Source: Karen Bidewell – Newcastle University Image Source: The images are credited to Newcastle University Original Research: Full open access research for “Insect stereopsis demonstrated using a 3D insect cinema” by Vivek Nityananda, Ghaith Tarawneh, Ronny Rosner, Judith Nicolas, Stuart Crichton and Jenny Read in Scientific Reports. Published online January 7 2016 doi:10.1038/srep18718
Insect stereopsis demonstrated using a 3D insect cinema
Stereopsis – 3D vision – has become widely used as a model of perception. However, all our knowledge of possible underlying mechanisms comes almost exclusively from vertebrates.
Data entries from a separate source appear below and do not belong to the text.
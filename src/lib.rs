//! Secret App Library
//!
//! Burn-after-read secret storage behind a small HTTP API. A secret is stored
//! under the MD5 hex digest of its plaintext and can be read back exactly once.
//! Tests are included in the module files and under `tests/`.

pub mod cli;
pub mod config;
pub mod constants;
pub mod observability;
pub mod runtime;
pub mod server;
pub mod service;
pub mod store;

pub use service::{SecretError, SecretService};
pub use store::SecretStore;
//! # Secret App
//!
//! An HTTP service that stores a plaintext secret and returns it exactly once.
//!
//! ## Overview
//!
//! 1. **Store** - `POST /` with `{"plain_text": "..."}` returns `{"id": "<md5 hex>"}`
//! 2. **Retrieve** - `GET /<id>` returns `{"data": "..."}` and deletes the secret
//! 3. **Burn** - any later `GET /<id>` returns `404 {"data": ""}`
//!
//! ## Features
//!
//! - **Content-addressed ids**: the id is the MD5 hex digest of the plaintext
//! - **At-most-one reader**: concurrent reads of one id yield the value once
//! - **Prometheus metrics**: exposed on `/metrics`
//! - **Health probe**: `/healthcheck`
//!
//! ## Configuration
//!
//! `BIND_ADDRESS`, `PORT`, `SHUTDOWN_GRACE_SECS` and `RUST_LOG`, or the matching
//! command-line flags (`secret-app --help`).

use anyhow::Result;
use clap::Parser;

use secret_app::cli::Cli;
use secret_app::runtime::{initialize, run_server};

#[tokio::main]
async fn main() -> Result<()> {
    let cli = Cli::parse();

    // Initialize logging, metrics, store and router
    let init_result = initialize(&cli)?;

    // Serve until shutdown
    run_server(init_result).await
}
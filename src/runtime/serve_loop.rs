//! # Serve Loop
//!
//! Runs the HTTP server until a shutdown signal, then gives in-flight requests
//! up to the configured grace period to finish.

use std::time::Duration;

use anyhow::Result;
use tokio::sync::oneshot;
use tracing::{info, warn};

use super::initialization::InitializationResult;
use super::shutdown::shutdown_signal;
use crate::server::serve;

/// Serve until a shutdown signal and the drain window have passed
///
/// # Errors
///
/// Fails when the configured bind address is invalid or the server errors.
pub async fn run_server(init: InitializationResult) -> Result<()> {
    let InitializationResult { config, router } = init;
    let addr = config.socket_addr()?;
    let grace = Duration::from_secs(config.shutdown_grace_secs);

    let (signalled_tx, signalled_rx) = oneshot::channel::<()>();
    let shutdown = async move {
        shutdown_signal().await;
        // Receiver is gone only if the server already stopped
        let _ = signalled_tx.send(());
    };

    let server = serve(addr, router, shutdown);
    tokio::pin!(server);

    let drain_deadline = async move {
        if signalled_rx.await.is_ok() {
            tokio::time::sleep(grace).await;
        } else {
            std::future::pending::<()>().await;
        }
    };

    tokio::select! {
        result = &mut server => result?,
        () = drain_deadline => {
            warn!("In-flight requests did not finish within {:?}, exiting", grace);
        }
    }

    info!("Shut down, unread secrets discarded");
    Ok(())
}
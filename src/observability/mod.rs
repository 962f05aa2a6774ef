//! # Observability
//!
//! Structured logging and Prometheus metrics.

pub mod logging;
pub mod metrics;
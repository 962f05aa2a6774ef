//! # Secret Ids
//!
//! Content-addressed ids: the id of a secret is the MD5 digest of its plaintext,
//! rendered as 32 lowercase hex characters. Identical plaintexts always map to
//! the same id, across runs and across implementations.

/// Derive the id for a plaintext
pub fn derive_key(plaintext: &str) -> String {
    format!("{:x}", md5::compute(plaintext.as_bytes()))
}

/// Strip control characters from an id taken from a request path
///
/// No other decoding is applied; anything that is not a stored id simply
/// fails the lookup.
pub fn sanitize_key(raw: &str) -> String {
    raw.chars().filter(|c| !c.is_control()).collect()
}
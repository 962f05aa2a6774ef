//! # Response Bodies
//!
//! JSON bodies of the secret API and the mapping from [`SecretError`] to HTTP responses:
//!
//! - Validation: `400 {}`
//! - Not found: `404 {"data": ""}`

use axum::http::StatusCode;
use axum::response::{IntoResponse, Json, Response};
use serde::{Deserialize, Serialize};
use serde_json::json;

use crate::service::SecretError;

/// POST `/` body
#[derive(Debug, Deserialize)]
pub struct StoreRequest {
    #[serde(default)]
    pub plain_text: String,
}

/// POST `/` success body
#[derive(Debug, Serialize)]
pub struct StoreResponse {
    pub id: String,
}

/// GET `/{id}` body, also used (empty) for not-found
#[derive(Debug, Serialize)]
pub struct SecretDataResponse<'a> {
    pub data: &'a str,
}

impl IntoResponse for SecretError {
    fn into_response(self) -> Response {
        match self {
            SecretError::Validation => (StatusCode::BAD_REQUEST, Json(json!({}))).into_response(),
            SecretError::NotFound => (
                StatusCode::NOT_FOUND,
                Json(SecretDataResponse { data: "" }),
            )
                .into_response(),
        }
    }
}
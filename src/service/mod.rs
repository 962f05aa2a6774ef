//! # Secret Service
//!
//! Bridges write and read requests to the [`SecretStore`]:
//!
//! - `store` validates the plaintext, derives its content-addressed id and stores it
//! - `retrieve` sanitizes the id and takes the value out of the store
//!
//! Storing the same plaintext twice before it is read leaves a single entry under
//! the shared id. Retrieval failures never reveal whether an id existed: unknown,
//! already-read and malformed ids all produce [`SecretError::NotFound`].

mod error;
mod key;

pub use error::SecretError;
pub use key::{derive_key, sanitize_key};

use std::sync::Arc;

use tracing::{info, warn};
use zeroize::Zeroizing;

use crate::observability::metrics;
use crate::store::SecretStore;

#[derive(Debug, Clone)]
pub struct SecretService {
    store: Arc<SecretStore>,
}

impl SecretService {
    pub fn new(store: Arc<SecretStore>) -> Self {
        Self { store }
    }

    /// Store a plaintext and return its id
    ///
    /// # Errors
    ///
    /// [`SecretError::Validation`] when the plaintext is empty.
    pub fn store(&self, plaintext: Zeroizing<String>) -> Result<String, SecretError> {
        if plaintext.is_empty() {
            warn!("Rejected store request with empty plaintext");
            metrics::increment_validation_failures();
            return Err(SecretError::Validation);
        }

        // Hash outside the store lock
        let key = derive_key(&plaintext);
        self.store.put(key.clone(), plaintext);

        info!(secret_id = %key, "Stored secret");
        metrics::increment_secrets_stored();
        Ok(key)
    }

    /// Take the plaintext stored under `raw_key`, removing it from the store
    ///
    /// # Errors
    ///
    /// [`SecretError::NotFound`] when the id was never stored, has already been
    /// read, or is not a valid id.
    pub fn retrieve(&self, raw_key: &str) -> Result<Zeroizing<String>, SecretError> {
        let key = sanitize_key(raw_key);
        let taken = if key.is_empty() {
            None
        } else {
            self.store.take_and_remove(&key)
        };

        if let Some(value) = taken {
            info!(secret_id = %key, "Retrieved secret");
            metrics::increment_secrets_retrieved();
            Ok(value)
        } else {
            info!(secret_id = %key, "No secret for id");
            metrics::increment_secrets_not_found();
            Err(SecretError::NotFound)
        }
    }
}
//! # HTTP Server
//!
//! Axum router for the secret API, health probe and metrics, plus the
//! serve loop with graceful shutdown.

mod handlers;
mod middleware;
mod responses;

pub use handlers::*;
pub use middleware::logging_middleware;
pub use responses::{SecretDataResponse, StoreRequest, StoreResponse};

use std::future::Future;
use std::net::SocketAddr;

use anyhow::{Context, Result};
use axum::routing::get;
use axum::Router;
use tokio::net::TcpListener;
use tower::ServiceBuilder;
use tower_http::trace::TraceLayer;
use tracing::info;

use crate::service::SecretService;

/// Shared handler state
#[derive(Debug, Clone)]
pub struct AppState {
    pub service: SecretService,
}

/// Build the application router around an explicitly constructed service
pub fn build_router(service: SecretService) -> Router {
    Router::new()
        // Health check and metrics
        .route("/healthcheck", get(health_check))
        .route("/metrics", get(metrics_handler))
        // Secret API
        // HEAD must not reach the GET handlers: a read burns the secret
        .route(
            "/",
            get(retrieve_without_id)
                .post(store_secret)
                .head(method_not_allowed)
                .fallback(method_not_allowed),
        )
        .route(
            "/{*id}",
            get(retrieve_secret)
                .head(method_not_allowed)
                .fallback(method_not_allowed),
        )
        .layer(
            ServiceBuilder::new()
                .layer(TraceLayer::new_for_http())
                .layer(axum::middleware::from_fn(logging_middleware)),
        )
        .with_state(AppState { service })
}

/// Bind `addr` and serve `router` until `shutdown` resolves
///
/// # Errors
///
/// Fails when the address cannot be bound or the server stops with an I/O error.
pub async fn serve<F>(addr: SocketAddr, router: Router, shutdown: F) -> Result<()>
where
    F: Future<Output = ()> + Send + 'static,
{
    let listener = TcpListener::bind(addr)
        .await
        .with_context(|| format!("Failed to bind {addr}"))?;
    let local_addr = listener.local_addr().context("Failed to read local address")?;
    info!("Listening on http://{}", local_addr);

    axum::serve(listener, router)
        .with_graceful_shutdown(shutdown)
        .await
        .context("HTTP server error")?;

    info!("HTTP server stopped");
    Ok(())
}
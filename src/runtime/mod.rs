//! # Runtime Module
//!
//! Runtime components for the service: initialization, the serve loop and
//! shutdown signal handling.

pub mod initialization;
pub mod serve_loop;
pub mod shutdown;

pub use initialization::*;
pub use serve_loop::*;
pub use shutdown::*;
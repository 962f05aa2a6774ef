//! # HTTP Metrics
//!
//! Request counts and latency, recorded by the request logging middleware.

use crate::observability::metrics::registry::REGISTRY;
use anyhow::Result;
use axum::http::Method;
use prometheus::{Histogram, IntCounterVec};
use std::sync::LazyLock;

static REQUESTS_TOTAL: LazyLock<IntCounterVec> = LazyLock::new(|| {
    IntCounterVec::new(
        prometheus::Opts::new(
            "secret_app_requests_total",
            "Total number of HTTP requests handled",
        ),
        &["method", "status"],
    )
    .expect("Failed to create REQUESTS_TOTAL metric - this should never happen")
});

static REQUEST_DURATION: LazyLock<Histogram> = LazyLock::new(|| {
    Histogram::with_opts(
        prometheus::HistogramOpts::new(
            "secret_app_request_duration_seconds",
            "Duration of HTTP request handling in seconds",
        )
        .buckets(vec![0.0005, 0.001, 0.005, 0.01, 0.05, 0.1, 0.5, 1.0]),
    )
    .expect("Failed to create REQUEST_DURATION metric - this should never happen")
});

/// Register HTTP metrics with the registry
pub(crate) fn register_http_metrics() -> Result<()> {
    REGISTRY.register(Box::new(REQUESTS_TOTAL.clone()))?;
    REGISTRY.register(Box::new(REQUEST_DURATION.clone()))?;
    Ok(())
}

/// Label value for a request method
///
/// Extension methods collapse to `other` so clients cannot mint new series.
pub fn method_label(method: &Method) -> &'static str {
    match method.as_str() {
        "GET" => "GET",
        "POST" => "POST",
        "HEAD" => "HEAD",
        "PUT" => "PUT",
        "DELETE" => "DELETE",
        "PATCH" => "PATCH",
        "OPTIONS" => "OPTIONS",
        _ => "other",
    }
}

pub fn observe_request(method: &Method, status: u16, duration: f64) {
    let status = status.to_string();
    REQUESTS_TOTAL
        .with_label_values(&[method_label(method), status.as_str()])
        .inc();
    REQUEST_DURATION.observe(duration);
}
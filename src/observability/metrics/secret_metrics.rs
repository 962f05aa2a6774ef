//! # Secret Metrics
//!
//! Counters for the secret lifecycle: stored, retrieved, not found, rejected.

use crate::observability::metrics::registry::REGISTRY;
use anyhow::Result;
use prometheus::IntCounter;
use std::sync::LazyLock;

static SECRETS_STORED_TOTAL: LazyLock<IntCounter> = LazyLock::new(|| {
    IntCounter::new(
        "secret_app_secrets_stored_total",
        "Total number of secrets stored",
    )
    .expect("Failed to create SECRETS_STORED_TOTAL metric - this should never happen")
});

static SECRETS_RETRIEVED_TOTAL: LazyLock<IntCounter> = LazyLock::new(|| {
    IntCounter::new(
        "secret_app_secrets_retrieved_total",
        "Total number of secrets retrieved (and burned)",
    )
    .expect("Failed to create SECRETS_RETRIEVED_TOTAL metric - this should never happen")
});

static SECRETS_NOT_FOUND_TOTAL: LazyLock<IntCounter> = LazyLock::new(|| {
    IntCounter::new(
        "secret_app_secrets_not_found_total",
        "Total number of reads for unknown, consumed or malformed ids",
    )
    .expect("Failed to create SECRETS_NOT_FOUND_TOTAL metric - this should never happen")
});

static VALIDATION_FAILURES_TOTAL: LazyLock<IntCounter> = LazyLock::new(|| {
    IntCounter::new(
        "secret_app_validation_failures_total",
        "Total number of rejected store requests",
    )
    .expect("Failed to create VALIDATION_FAILURES_TOTAL metric - this should never happen")
});

/// Register secret metrics with the registry
pub(crate) fn register_secret_metrics() -> Result<()> {
    REGISTRY.register(Box::new(SECRETS_STORED_TOTAL.clone()))?;
    REGISTRY.register(Box::new(SECRETS_RETRIEVED_TOTAL.clone()))?;
    REGISTRY.register(Box::new(SECRETS_NOT_FOUND_TOTAL.clone()))?;
    REGISTRY.register(Box::new(VALIDATION_FAILURES_TOTAL.clone()))?;
    Ok(())
}

pub fn increment_secrets_stored() {
    SECRETS_STORED_TOTAL.inc();
}

pub fn increment_secrets_retrieved() {
    SECRETS_RETRIEVED_TOTAL.inc();
}

pub fn increment_secrets_not_found() {
    SECRETS_NOT_FOUND_TOTAL.inc();
}

pub fn increment_validation_failures() {
    VALIDATION_FAILURES_TOTAL.inc();
}
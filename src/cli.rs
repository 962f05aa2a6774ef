//! # Command Line
//!
//! Flags for the `secret-app` binary. Flags take precedence over the
//! environment variables read by [`ServerConfig::from_env`].
//!
//! ## Usage
//!
//! ```bash
//! # Listen on the default 0.0.0.0:8080
//! secret-app
//!
//! # Listen on localhost only
//! secret-app --bind 127.0.0.1 --port 9000
//! ```

use clap::Parser;

use crate::config::ServerConfig;

#[derive(Debug, Clone, Default, Parser)]
#[command(
    name = "secret-app",
    version,
    about = "Store a secret and hand it back exactly once"
)]
pub struct Cli {
    /// Address to bind (overrides BIND_ADDRESS)
    #[arg(long)]
    pub bind: Option<String>,

    /// Port to listen on (overrides PORT)
    #[arg(short, long)]
    pub port: Option<u16>,

    /// Seconds to let in-flight requests finish after a shutdown signal (overrides SHUTDOWN_GRACE_SECS)
    #[arg(long)]
    pub shutdown_grace_secs: Option<u64>,
}

impl Cli {
    /// Apply flag overrides on top of a loaded configuration
    #[must_use]
    pub fn apply(&self, mut config: ServerConfig) -> ServerConfig {
        if let Some(bind) = &self.bind {
            config.bind_address.clone_from(bind);
        }
        if let Some(port) = self.port {
            config.port = port;
        }
        if let Some(secs) = self.shutdown_grace_secs {
            config.shutdown_grace_secs = secs;
        }
        config
    }
}
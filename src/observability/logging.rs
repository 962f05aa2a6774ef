//! # Logging
//!
//! Tracing subscriber setup. The filter is read from `RUST_LOG` and falls back
//! to [`DEFAULT_LOG_FILTER`](crate::constants::DEFAULT_LOG_FILTER).

use tracing::warn;
use tracing_subscriber::EnvFilter;

use crate::constants::DEFAULT_LOG_FILTER;

/// Install the global `fmt` subscriber
///
/// Safe to call more than once; later calls leave the first subscriber in place.
pub fn init_tracing() {
    let filter =
        EnvFilter::try_from_default_env().unwrap_or_else(|_| EnvFilter::new(DEFAULT_LOG_FILTER));

    if let Err(e) = tracing_subscriber::fmt()
        .with_env_filter(filter)
        .with_target(false)
        .try_init()
    {
        warn!("Tracing subscriber already initialized: {}", e);
    }
}
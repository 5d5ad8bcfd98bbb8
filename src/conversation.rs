//! Booking conversation: session load, engine step, session save, side effects
//!
//! The session is saved before any action runs. A commit therefore always
//! leaves the user with a cleared session, whether the ledger write succeeds
//! or not.

use std::sync::Arc;

use fluent_templates::fluent_bundle::FluentArgs;
use unic_langid::LanguageIdentifier;

use crate::core::error::AppResult;
use crate::flow::{self, Action, Flow, FlowData, SessionData};
use crate::i18n;
use crate::storage::jobs::{Job, JobEventType, JobLedger, LedgerTransaction, NewJob};
use crate::storage::SessionStore;

/// Who sent a message. Either id may be missing (channel posts, anonymous admins).
#[derive(Debug, Clone, Copy, PartialEq, Eq)]
pub struct Sender {
    pub user_id: Option<i64>,
    pub chat_id: Option<i64>,
}

impl Sender {
    pub fn new(user_id: i64, chat_id: i64) -> Self {
        Self {
            user_id: Some(user_id),
            chat_id: Some(chat_id),
        }
    }
}

/// Result of a commit attempt.
#[derive(Debug, Clone, PartialEq, Eq)]
pub enum CommitOutcome {
    Committed(Job),
    /// User or chat id absent; the ledger was not touched.
    MissingIdentity,
    /// The transaction was rolled back.
    Failed,
}

/// Writes the JOB_SCHEDULED event and then the job, in one transaction.
///
/// Never retries. Errors are logged with the acting user id and collapsed
/// into `CommitOutcome::Failed`.
pub fn commit_booking(ledger: &dyn JobLedger, sender: Sender, data: &FlowData) -> CommitOutcome {
    let (Some(user_id), Some(chat_id)) = (sender.user_id, sender.chat_id) else {
        return CommitOutcome::MissingIdentity;
    };

    let mut tx = match ledger.begin() {
        Ok(tx) => tx,
        Err(e) => {
            log::error!("Failed to begin booking transaction for user_id={}: {}", user_id, e);
            return CommitOutcome::Failed;
        }
    };

    match write_booking(tx.as_mut(), user_id, chat_id, data) {
        Ok(job) => match tx.commit() {
            Ok(()) => {
                log::info!("Booked job #{} for user_id={}", job.job_id, user_id);
                CommitOutcome::Committed(job)
            }
            Err(e) => {
                log::error!("Failed to commit booking for user_id={}: {}", user_id, e);
                CommitOutcome::Failed
            }
        },
        Err(e) => {
            log::error!("Failed to write booking for user_id={}: {}", user_id, e);
            if let Err(rollback_err) = tx.rollback() {
                log::error!(
                    "Failed to roll back booking for user_id={}: {}",
                    user_id,
                    rollback_err
                );
            }
            CommitOutcome::Failed
        }
    }
}

fn write_booking(tx: &mut dyn LedgerTransaction, user_id: i64, chat_id: i64, data: &FlowData) -> AppResult<Job> {
    let job_id = tx.next_job_id()?;
    let payload = serde_json::to_value(data)?;
    tx.create_job_event(job_id, JobEventType::JobScheduled, &payload)?;
    tx.create_job(&NewJob::from_flow_data(job_id, user_id, chat_id, data))
}

/// Drives one user's booking conversation against the shared flow.
pub struct Conversation {
    flow: Arc<Flow>,
    sessions: Arc<dyn SessionStore>,
    ledger: Arc<dyn JobLedger>,
}

impl Conversation {
    pub fn new(flow: Arc<Flow>, sessions: Arc<dyn SessionStore>, ledger: Arc<dyn JobLedger>) -> Self {
        Self { flow, sessions, ledger }
    }

    pub fn flow(&self) -> &Flow {
        &self.flow
    }

    /// Starts (or restarts) the booking flow and returns the first prompt.
    pub fn start(&self, user_id: i64) -> AppResult<String> {
        let started = flow::start(&self.flow);
        self.sessions.set(user_id, &started.session)?;

        log::info!("Booking flow started for user_id={}", user_id);
        match started.action {
            Action::Prompt(prompt) => Ok(prompt),
            _ => Ok(String::new()),
        }
    }

    /// Abandons the conversation in progress, if any.
    pub fn cancel(&self, user_id: i64, lang: &LanguageIdentifier) -> AppResult<String> {
        let session = self.sessions.get(user_id)?;
        if !session.is_active() {
            return Ok(i18n::t(lang, "booking-nothing-to-cancel"));
        }

        self.sessions.set(user_id, &SessionData::default())?;
        log::info!("Booking flow cancelled by command for user_id={}", user_id);
        Ok(self.cancel_reply(self.flow.cancel_prompt().map(str::to_string), lang))
    }

    /// Feeds one line of text into the flow. `None` means: do not reply.
    pub fn handle_text(&self, sender: Sender, text: &str, lang: &LanguageIdentifier) -> AppResult<Option<String>> {
        let Some(user_id) = sender.user_id else {
            return Ok(None);
        };

        let session = self.sessions.get(user_id)?;
        let step = flow::advance(&self.flow, &session, text);
        self.sessions.set(user_id, &step.session)?;

        let reply = match step.action {
            Action::Prompt(prompt) => Some(prompt),
            Action::Cancel(prompt) => {
                log::info!("Booking flow cancelled for user_id={}", user_id);
                Some(self.cancel_reply(prompt, lang))
            }
            Action::Commit(data) => Some(self.commit_reply(sender, &data, lang)),
            Action::Noop => {
                if let Some(current) = session.current_step.as_deref().filter(|key| self.flow.step(key).is_some()) {
                    log::warn!(
                        "Flow step {} has no resolvable next step, dropping message from user_id={}",
                        current,
                        user_id
                    );
                }
                None
            }
        };

        Ok(reply)
    }

    fn cancel_reply(&self, prompt: Option<String>, lang: &LanguageIdentifier) -> String {
        prompt.unwrap_or_else(|| i18n::t(lang, "booking-cancelled"))
    }

    fn commit_reply(&self, sender: Sender, data: &FlowData, lang: &LanguageIdentifier) -> String {
        match commit_booking(self.ledger.as_ref(), sender, data) {
            CommitOutcome::Committed(job) => {
                let mut args = FluentArgs::new();
                args.set("job_id", format!("#{}", job.job_id));
                let confirmation = i18n::t_args(lang, "booking-committed", &args);

                match self.flow.commit_prompt() {
                    Some(prompt) => format!("{}\n\n{}", flow::render_prompt(prompt, data), confirmation),
                    None => confirmation,
                }
            }
            CommitOutcome::MissingIdentity => i18n::t(lang, "booking-missing-identity"),
            CommitOutcome::Failed => i18n::t(lang, "booking-failed"),
        }
    }
}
While stereopsis has been demonstrated for one invertebrate, the praying mantis, a lack of techniques to probe invertebrate stereopsis has prevented any further progress for three decades. We therefore developed a stereoscopic display system for insects, using miniature 3D glasses to present separate images to each eye, and tested our ability to deliver stereoscopic illusions to praying mantises. We find that while filtering by circular polarization failed due to excessive crosstalk, “anaglyph” filtering by spectral content clearly succeeded in giving the mantis the illusion of 3D depth. We thus definitively demonstrate stereopsis in mantises and also demonstrate that the anaglyph technique can be effectively used to deliver virtual 3D stimuli to insects. This method opens up broad avenues of research into the parallel evolution of stereoscopic computations and possible new algorithms for depth perception.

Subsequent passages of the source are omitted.